Bring together every line in the data that includes "total".

[Stored data entries]
──────────────────────────────
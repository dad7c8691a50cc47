use crate::{
    auth::CurrentUser,
    db::DbPool,
    entities::order::Entity as OrderEntity,
    entities::shipment::{self, ActiveModel as ShipmentActiveModel, Entity as ShipmentEntity},
    entities::shipment_status_history::{
        self, ActiveModel as HistoryActiveModel, Entity as HistoryEntity,
    },
    errors::ServiceError,
    events::{Event, EventSender},
    models::{validate_shipment_transition, ShipmentStatus, UpdateSource},
};
use chrono::{NaiveDate, Utc};
use rust_decimal::Decimal;
use sea_orm::{
    ActiveModelTrait, ColumnTrait, ConnectionTrait, EntityTrait, PaginatorTrait, QueryFilter,
    QueryOrder, Set, TransactionTrait,
};
use serde::{Deserialize, Serialize};
use std::sync::Arc;
use tracing::{error, info, instrument, warn};
use utoipa::ToSchema;
use uuid::Uuid;
use validator::Validate;

#[derive(Debug, Serialize, Deserialize, Validate, ToSchema)]
#[serde(deny_unknown_fields)]
pub struct CreateShipmentRequest {
    pub order_id: Uuid,
    #[validate(length(min = 1, message = "Tracking number is required"))]
    pub tracking_number: String,
    pub carrier: Option<String>,
    pub origin: Option<String>,
    pub destination: Option<String>,
    pub estimated_delivery_date: Option<NaiveDate>,
    pub weight_kg: Option<Decimal>,
    pub pieces: Option<i32>,
    pub notes: Option<String>,
}

#[derive(Debug, Serialize, Deserialize, Validate, ToSchema)]
#[serde(deny_unknown_fields)]
pub struct UpdateShipmentRequest {
    pub carrier: Option<String>,
    pub origin: Option<String>,
    pub destination: Option<String>,
    pub estimated_delivery_date: Option<NaiveDate>,
    pub weight_kg: Option<Decimal>,
    pub pieces: Option<i32>,
    pub notes: Option<String>,
}

#[derive(Debug, Serialize, Deserialize, Validate, ToSchema)]
#[serde(deny_unknown_fields)]
pub struct UpdateShipmentStatusRequest {
    pub status: String,
    pub location: Option<String>,
    pub description: Option<String>,
}

/// Shipment lifecycle. Every status write goes through
/// [`Self::update_status`], which appends to the history log in the same
/// transaction so the shipment's `current_status` and its newest history
/// row can never be observed out of step.
#[derive(Clone)]
pub struct ShipmentService {
    db_pool: Arc<DbPool>,
    event_sender: EventSender,
}

impl ShipmentService {
    pub fn new(db_pool: Arc<DbPool>, event_sender: EventSender) -> Self {
        Self {
            db_pool,
            event_sender,
        }
    }

    /// Creates a shipment in `Label Created` and seeds the history log
    /// with a `System` row, both in one transaction.
    #[instrument(skip(self, request, actor), fields(actor = %actor.username))]
    pub async fn create_shipment(
        &self,
        request: CreateShipmentRequest,
        actor: &CurrentUser,
    ) -> Result<shipment::Model, ServiceError> {
        request.validate()?;

        let db = &*self.db_pool;
        let txn = db.begin().await.map_err(ServiceError::DatabaseError)?;

        OrderEntity::find_by_id(request.order_id)
            .one(&txn)
            .await
            .map_err(ServiceError::DatabaseError)?
            .ok_or_else(|| {
                ServiceError::ValidationError("order_id references an unknown order".into())
            })?;

        let tracking_taken = ShipmentEntity::find()
            .filter(shipment::Column::TrackingNumber.eq(request.tracking_number.clone()))
            .count(&txn)
            .await
            .map_err(ServiceError::DatabaseError)?;
        if tracking_taken > 0 {
            return Err(ServiceError::Conflict(format!(
                "tracking number '{}' is already in use",
                request.tracking_number
            )));
        }

        let model = ShipmentActiveModel {
            order_id: Set(request.order_id),
            tracking_number: Set(request.tracking_number.clone()),
            carrier: Set(request.carrier),
            current_status: Set(ShipmentStatus::LabelCreated.to_string()),
            current_location: Set(request.origin.clone()),
            estimated_delivery_date: Set(request.estimated_delivery_date),
            origin: Set(request.origin),
            destination: Set(request.destination),
            weight_kg: Set(request.weight_kg),
            pieces: Set(request.pieces),
            notes: Set(request.notes),
            ..Default::default()
        }
        .insert(&txn)
        .await
        .map_err(|e| {
            error!(error = %e, "failed to insert shipment");
            ServiceError::DatabaseError(e)
        })?;

        self.append_history(
            &txn,
            model.id,
            ShipmentStatus::LabelCreated,
            model.current_location.clone(),
            Some("Shipment created and label generated".to_string()),
            UpdateSource::System,
            &actor.full_name,
        )
        .await?;

        txn.commit().await.map_err(ServiceError::DatabaseError)?;

        info!(shipment_id = %model.id, tracking_number = %model.tracking_number, "shipment created");
        self.event_sender.emit(Event::ShipmentCreated {
            shipment_id: model.id,
            order_id: model.order_id,
            tracking_number: model.tracking_number.clone(),
        });
        Ok(model)
    }

    async fn append_history<C: ConnectionTrait>(
        &self,
        conn: &C,
        shipment_id: Uuid,
        status: ShipmentStatus,
        location: Option<String>,
        description: Option<String>,
        source: UpdateSource,
        updated_by: &str,
    ) -> Result<shipment_status_history::Model, ServiceError> {
        HistoryActiveModel {
            shipment_id: Set(shipment_id),
            status: Set(status.to_string()),
            location: Set(location),
            timestamp: Set(Utc::now()),
            description: Set(description),
            update_source: Set(source.to_string()),
            updated_by: Set(Some(updated_by.to_string())),
            ..Default::default()
        }
        .insert(conn)
        .await
        .map_err(|e| {
            error!(error = %e, shipment_id = %shipment_id, "failed to insert status history");
            ServiceError::DatabaseError(e)
        })
    }

    /// Records a status change: checks the transition, mirrors the new
    /// status and location onto the shipment, stamps the delivery time
    /// the first time the shipment reaches `Delivered`, and appends the
    /// history row. All in one unit of work.
    ///
    /// Re-asserting a terminal status is allowed and still appends a
    /// history row, so carrier retries remain visible in the trail.
    #[instrument(
        skip(self, request, actor),
        fields(shipment_id = %shipment_id, new_status = %request.status, actor = %actor.username)
    )]
    pub async fn update_status(
        &self,
        shipment_id: Uuid,
        request: UpdateShipmentStatusRequest,
        source: UpdateSource,
        actor: &CurrentUser,
    ) -> Result<shipment::Model, ServiceError> {
        let db = &*self.db_pool;
        let txn = db.begin().await.map_err(ServiceError::DatabaseError)?;

        let existing = ShipmentEntity::find_by_id(shipment_id)
            .one(&txn)
            .await
            .map_err(ServiceError::DatabaseError)?
            .ok_or_else(|| {
                warn!(shipment_id = %shipment_id, "shipment not found for status update");
                ServiceError::NotFound("Shipment not found".to_string())
            })?;

        let target = validate_shipment_transition(&existing.current_status, &request.status)?;
        let old_status = existing.current_status.clone();
        let now = Utc::now();
        let already_delivered = existing.actual_delivery_date.is_some();

        let mut active: ShipmentActiveModel = existing.into();
        active.current_status = Set(target.to_string());
        if let Some(location) = request.location.clone() {
            active.current_location = Set(Some(location));
        }
        active.last_status_update = Set(now);
        if target == ShipmentStatus::Delivered && !already_delivered {
            active.actual_delivery_date = Set(Some(now));
        }
        let updated = active.update(&txn).await.map_err(|e| {
            error!(error = %e, shipment_id = %shipment_id, "failed to update shipment status");
            ServiceError::DatabaseError(e)
        })?;

        self.append_history(
            &txn,
            shipment_id,
            target,
            request.location,
            request.description,
            source,
            &actor.full_name,
        )
        .await?;

        txn.commit().await.map_err(ServiceError::DatabaseError)?;

        info!(
            shipment_id = %shipment_id,
            old_status = %old_status,
            new_status = %updated.current_status,
            source = %source,
            "shipment status changed"
        );
        self.event_sender.emit(Event::ShipmentStatusChanged {
            shipment_id,
            old_status,
            new_status: updated.current_status.clone(),
            source: source.to_string(),
        });
        if target == ShipmentStatus::Delivered && !already_delivered {
            self.event_sender.emit(Event::ShipmentDelivered {
                shipment_id,
                delivered_at: now,
            });
        }
        Ok(updated)
    }

    #[instrument(skip(self))]
    pub async fn get_shipment(&self, shipment_id: Uuid) -> Result<shipment::Model, ServiceError> {
        let db = &*self.db_pool;
        ShipmentEntity::find_by_id(shipment_id)
            .one(db)
            .await
            .map_err(ServiceError::DatabaseError)?
            .ok_or_else(|| ServiceError::NotFound("Shipment not found".to_string()))
    }

    /// The shipment and its full trail, oldest history row first.
    #[instrument(skip(self))]
    pub async fn get_with_history(
        &self,
        shipment_id: Uuid,
    ) -> Result<(shipment::Model, Vec<shipment_status_history::Model>), ServiceError> {
        let db = &*self.db_pool;
        let shipment = self.get_shipment(shipment_id).await?;
        let history = HistoryEntity::find()
            .filter(shipment_status_history::Column::ShipmentId.eq(shipment_id))
            .order_by_asc(shipment_status_history::Column::Timestamp)
            .order_by_asc(shipment_status_history::Column::CreatedAt)
            .all(db)
            .await
            .map_err(ServiceError::DatabaseError)?;
        Ok((shipment, history))
    }

    #[instrument(skip(self))]
    pub async fn find_by_tracking_number(
        &self,
        tracking_number: &str,
    ) -> Result<shipment::Model, ServiceError> {
        let db = &*self.db_pool;
        ShipmentEntity::find()
            .filter(shipment::Column::TrackingNumber.eq(tracking_number))
            .one(db)
            .await
            .map_err(ServiceError::DatabaseError)?
            .ok_or_else(|| {
                ServiceError::NotFound(format!(
                    "No shipment with tracking number '{tracking_number}'"
                ))
            })
    }

    /// Paginated listing, newest first, optionally filtered by status.
    #[instrument(skip(self))]
    pub async fn list_shipments(
        &self,
        status: Option<String>,
        page: u64,
        per_page: u64,
    ) -> Result<(Vec<shipment::Model>, u64), ServiceError> {
        let db = &*self.db_pool;
        let mut query = ShipmentEntity::find();
        if let Some(status) = status {
            query = query.filter(shipment::Column::CurrentStatus.eq(status));
        }
        let paginator = query
            .order_by_desc(shipment::Column::CreatedAt)
            .paginate(db, per_page);
        let total = paginator
            .num_items()
            .await
            .map_err(ServiceError::DatabaseError)?;
        let shipments = paginator
            .fetch_page(page.saturating_sub(1))
            .await
            .map_err(ServiceError::DatabaseError)?;
        Ok((shipments, total))
    }

    /// Updates carrier and routing fields. Status is off limits here;
    /// that goes through [`Self::update_status`].
    #[instrument(skip(self, request))]
    pub async fn update_shipment(
        &self,
        shipment_id: Uuid,
        request: UpdateShipmentRequest,
    ) -> Result<shipment::Model, ServiceError> {
        request.validate()?;
        let db = &*self.db_pool;
        let existing = self.get_shipment(shipment_id).await?;

        let mut active: ShipmentActiveModel = existing.into();
        if let Some(carrier) = request.carrier {
            active.carrier = Set(Some(carrier));
        }
        if let Some(origin) = request.origin {
            active.origin = Set(Some(origin));
        }
        if let Some(destination) = request.destination {
            active.destination = Set(Some(destination));
        }
        if let Some(date) = request.estimated_delivery_date {
            active.estimated_delivery_date = Set(Some(date));
        }
        if let Some(weight) = request.weight_kg {
            active.weight_kg = Set(Some(weight));
        }
        if let Some(pieces) = request.pieces {
            active.pieces = Set(Some(pieces));
        }
        if let Some(notes) = request.notes {
            active.notes = Set(Some(notes));
        }

        let updated = active.update(db).await.map_err(|e| {
            error!(error = %e, shipment_id = %shipment_id, "failed to update shipment");
            ServiceError::DatabaseError(e)
        })?;
        info!(shipment_id = %shipment_id, "shipment updated");
        Ok(updated)
    }
}
use sea_orm_migration::prelude::*;

#[derive(DeriveMigrationName)]
pub struct Migration;

#[async_trait::async_trait]
impl MigrationTrait for Migration {
    async fn up(&self, manager: &SchemaManager) -> Result<(), DbErr> {
        manager
            .create_table(
                Table::create()
                    .table(SystemSettings::Table)
                    .if_not_exists()
                    .col(
                        ColumnDef::new(SystemSettings::Id)
                            .uuid()
                            .not_null()
                            .primary_key(),
                    )
                    .col(
                        ColumnDef::new(SystemSettings::Key)
                            .string_len(100)
                            .not_null()
                            .unique_key(),
                    )
                    .col(ColumnDef::new(SystemSettings::Value).text().not_null())
                    .col(ColumnDef::new(SystemSettings::Description).string_len(255))
                    .col(ColumnDef::new(SystemSettings::UpdatedBy).string_len(255))
                    .col(
                        ColumnDef::new(SystemSettings::UpdatedAt)
                            .timestamp_with_time_zone()
                            .not_null(),
                    )
                    .to_owned(),
            )
            .await
    }

    async fn down(&self, manager: &SchemaManager) -> Result<(), DbErr> {
        manager
            .drop_table(Table::drop().table(SystemSettings::Table).to_owned())
            .await
    }
}

#[derive(DeriveIden)]
enum SystemSettings {
    Table,
    Id,
    Key,
    Value,
    Description,
    UpdatedBy,
    UpdatedAt,
}
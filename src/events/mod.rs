//! In-process domain events.
//!
//! Services push an [`Event`] onto an mpsc channel after their database
//! work has committed; [`process_events`] runs as a background task and
//! writes each one to the structured log. Event delivery is best effort:
//! a full or closed channel never fails the request that produced the
//! event.

use chrono::{DateTime, Utc};
use serde::{Deserialize, Serialize};
use tokio::sync::mpsc;
use tracing::{info, warn};
use uuid::Uuid;

/// Everything of interest that happens to the domain model.
#[derive(Debug, Clone, Serialize, Deserialize)]
pub enum Event {
    OrderCreated {
        order_id: Uuid,
        order_number: String,
    },
    OrderStatusChanged {
        order_id: Uuid,
        old_status: String,
        new_status: String,
        changed_by: String,
    },
    OrderDeleted(Uuid),
    ShipmentCreated {
        shipment_id: Uuid,
        order_id: Uuid,
        tracking_number: String,
    },
    ShipmentStatusChanged {
        shipment_id: Uuid,
        old_status: String,
        new_status: String,
        source: String,
    },
    ShipmentDelivered {
        shipment_id: Uuid,
        delivered_at: DateTime<Utc>,
    },
    UserAssigned {
        user_id: Uuid,
        assigned_by: String,
        project_id: Option<Uuid>,
        order_id: Option<Uuid>,
        shipment_id: Option<Uuid>,
    },
    ProjectCreated(Uuid),
    SupplierCreated(Uuid),
    CustomsCleared {
        customs_entry_id: Uuid,
        shipment_id: Uuid,
    },
    UserLoggedIn(Uuid),
}

/// Cloneable handle the services use to emit events.
#[derive(Debug, Clone)]
pub struct EventSender {
    sender: mpsc::Sender<Event>,
}

impl EventSender {
    pub fn new(sender: mpsc::Sender<Event>) -> Self {
        Self { sender }
    }

    /// Emits an event without blocking the caller. Dropped events are
    /// logged and otherwise ignored.
    pub fn emit(&self, event: Event) {
        if let Err(e) = self.sender.try_send(event) {
            warn!(error = %e, "event channel full or closed, event dropped");
        }
    }
}

/// Creates the event channel and its logging consumer. The returned
/// sender goes into `AppState`; the join handle is kept so shutdown can
/// await the consumer draining.
pub fn spawn_event_logger(capacity: usize) -> (EventSender, tokio::task::JoinHandle<()>) {
    let (tx, rx) = mpsc::channel(capacity);
    let handle = tokio::spawn(process_events(rx));
    (EventSender::new(tx), handle)
}

/// Consumes events until every sender is dropped.
pub async fn process_events(mut rx: mpsc::Receiver<Event>) {
    info!("event consumer started");
    while let Some(event) = rx.recv().await {
        match &event {
            Event::OrderStatusChanged {
                order_id,
                old_status,
                new_status,
                changed_by,
            } => {
                info!(
                    %order_id,
                    old_status,
                    new_status,
                    changed_by,
                    "order status changed"
                );
            }
            Event::ShipmentStatusChanged {
                shipment_id,
                old_status,
                new_status,
                source,
            } => {
                info!(
                    %shipment_id,
                    old_status,
                    new_status,
                    source,
                    "shipment status changed"
                );
            }
            Event::UserAssigned {
                user_id,
                assigned_by,
                ..
            } => {
                info!(%user_id, assigned_by, "user assigned");
            }
            other => {
                info!(event = ?other, "domain event");
            }
        }
    }
    info!("event consumer stopped");
}

#[cfg(test)]
mod tests {
    use super::*;

    #[tokio::test]
    async fn emit_is_non_blocking_and_consumer_receives() {
        let (tx, mut rx) = mpsc::channel(4);
        let sender = EventSender::new(tx);
        sender.emit(Event::OrderDeleted(Uuid::new_v4()));
        let received = rx.recv().await;
        assert!(matches!(received, Some(Event::OrderDeleted(_))));
    }

    #[tokio::test]
    async fn full_channel_drops_event_without_error() {
        let (tx, _rx) = mpsc::channel(1);
        let sender = EventSender::new(tx);
        sender.emit(Event::ProjectCreated(Uuid::new_v4()));
        // Second emit hits a full channel; it must not panic or block.
        sender.emit(Event::ProjectCreated(Uuid::new_v4()));
    }
}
──────────────────────────────
(WRITTEN SOLUTION)
        let total = paginator
        Ok((shipments, total))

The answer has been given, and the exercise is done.